# AIM OF THE TASK:
Starting with the line that contains "without touching callers." and ending with the final line of the data below, print those lines exactly and nothing else.

# SOURCE INFORMATION:
= Beginning of Section =
//! The LSCC four-phase consensus engine for the LSCC node (spec section
//! 4.4): layer consensus, cross-channel consensus, shard synchronisation,
//! and weighted final commitment, behind the swappable `Consensus`
//! contract (spec section 6) so alternative engines can stand in for
//! tests without touching callers.

pub mod config;
pub mod contract;
pub mod engine;
pub mod errors;
pub mod metrics;
pub mod phases;
pub mod types;
pub mod view;

pub use config::LsccConsensusConfig;
pub use contract::Consensus;
pub use engine::LsccEngine;
pub use errors::{ConsensusError, ConsensusResult};
pub use metrics::ConsensusMetrics;
pub use types::{ChannelResult, CommitDecision, ConsensusMetricsSnapshot, ConsensusState, LayerResult, PhaseOutcomes};
pub use view::ConsensusShardView;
= End of Section =
# SOLUTION BELOW:
//! tests without touching callers.

pub mod config;
pub mod contract;
pub mod engine;
pub mod errors;
pub mod metrics;
pub mod phases;
pub mod types;
pub mod view;

pub use config::LsccConsensusConfig;
pub use contract::Consensus;
pub use engine::LsccEngine;
pub use errors::{ConsensusError, ConsensusResult};
pub use metrics::ConsensusMetrics;
pub use types::{ChannelResult, CommitDecision, ConsensusMetricsSnapshot, ConsensusState, LayerResult, PhaseOutcomes};
pub use view::ConsensusShardView;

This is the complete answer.